* _AVAILABLE DATA_:
▼▼▼

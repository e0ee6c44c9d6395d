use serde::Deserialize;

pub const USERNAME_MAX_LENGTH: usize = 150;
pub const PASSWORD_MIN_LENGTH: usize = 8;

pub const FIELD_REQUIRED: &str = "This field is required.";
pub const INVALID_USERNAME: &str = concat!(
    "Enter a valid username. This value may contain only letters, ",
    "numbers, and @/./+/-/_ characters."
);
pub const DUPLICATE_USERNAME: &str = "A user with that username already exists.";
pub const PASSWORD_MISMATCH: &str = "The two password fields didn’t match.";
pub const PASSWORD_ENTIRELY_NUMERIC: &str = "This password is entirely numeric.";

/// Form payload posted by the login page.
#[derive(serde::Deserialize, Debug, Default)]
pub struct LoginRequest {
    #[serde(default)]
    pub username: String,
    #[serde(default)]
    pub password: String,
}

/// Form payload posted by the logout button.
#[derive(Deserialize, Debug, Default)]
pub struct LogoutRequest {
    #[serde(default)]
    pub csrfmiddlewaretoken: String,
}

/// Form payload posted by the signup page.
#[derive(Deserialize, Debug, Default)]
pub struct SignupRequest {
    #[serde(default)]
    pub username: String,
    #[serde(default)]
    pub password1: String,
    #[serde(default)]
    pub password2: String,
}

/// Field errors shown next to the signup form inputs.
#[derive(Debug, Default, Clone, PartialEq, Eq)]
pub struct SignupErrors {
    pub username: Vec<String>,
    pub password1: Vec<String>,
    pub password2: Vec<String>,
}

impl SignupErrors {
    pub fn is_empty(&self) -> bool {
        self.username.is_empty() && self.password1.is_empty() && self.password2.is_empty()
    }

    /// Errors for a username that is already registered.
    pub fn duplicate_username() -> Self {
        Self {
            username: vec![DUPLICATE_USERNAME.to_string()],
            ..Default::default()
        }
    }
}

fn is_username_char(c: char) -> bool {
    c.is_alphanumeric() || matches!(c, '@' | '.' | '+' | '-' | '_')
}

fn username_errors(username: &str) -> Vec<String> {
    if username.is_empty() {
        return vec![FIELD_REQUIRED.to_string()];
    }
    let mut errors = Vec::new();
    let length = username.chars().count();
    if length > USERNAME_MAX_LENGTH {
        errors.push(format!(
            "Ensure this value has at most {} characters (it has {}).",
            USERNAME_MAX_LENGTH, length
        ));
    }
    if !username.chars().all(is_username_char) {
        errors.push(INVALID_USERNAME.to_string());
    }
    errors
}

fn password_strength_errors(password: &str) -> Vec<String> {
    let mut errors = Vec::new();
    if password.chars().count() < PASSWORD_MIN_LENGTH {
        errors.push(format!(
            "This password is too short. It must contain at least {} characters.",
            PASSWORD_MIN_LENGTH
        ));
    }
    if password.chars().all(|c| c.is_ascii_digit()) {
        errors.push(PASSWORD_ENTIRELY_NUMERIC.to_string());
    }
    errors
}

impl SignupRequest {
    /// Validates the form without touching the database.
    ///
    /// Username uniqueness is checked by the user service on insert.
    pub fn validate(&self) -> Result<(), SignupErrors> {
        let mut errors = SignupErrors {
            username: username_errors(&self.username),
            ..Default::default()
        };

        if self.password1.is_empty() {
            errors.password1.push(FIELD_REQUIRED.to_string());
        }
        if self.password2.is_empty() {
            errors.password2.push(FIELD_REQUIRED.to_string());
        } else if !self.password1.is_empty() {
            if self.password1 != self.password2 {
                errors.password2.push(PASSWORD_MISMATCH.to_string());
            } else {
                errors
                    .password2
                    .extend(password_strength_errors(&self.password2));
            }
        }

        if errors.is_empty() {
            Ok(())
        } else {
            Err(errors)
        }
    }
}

▲▲▲

* _ABOUT THIS EXERCISE_:
Look above for the line containing "touching the database.". Return it and each line after it exactly, through the last line, and nothing more.

* _ANSWER TO THIS PROBLEM_:
    /// Validates the form without touching the database.
    ///
    /// Username uniqueness is checked by the user service on insert.
    pub fn validate(&self) -> Result<(), SignupErrors> {
        let mut errors = SignupErrors {
            username: username_errors(&self.username),
            ..Default::default()
        };

        if self.password1.is_empty() {
            errors.password1.push(FIELD_REQUIRED.to_string());
        }
        if self.password2.is_empty() {
            errors.password2.push(FIELD_REQUIRED.to_string());
        } else if !self.password1.is_empty() {
            if self.password1 != self.password2 {
                errors.password2.push(PASSWORD_MISMATCH.to_string());
            } else {
                errors
                    .password2
                    .extend(password_strength_errors(&self.password2));
            }
        }

        if errors.is_empty() {
            Ok(())
        } else {
            Err(errors)
        }
    }
}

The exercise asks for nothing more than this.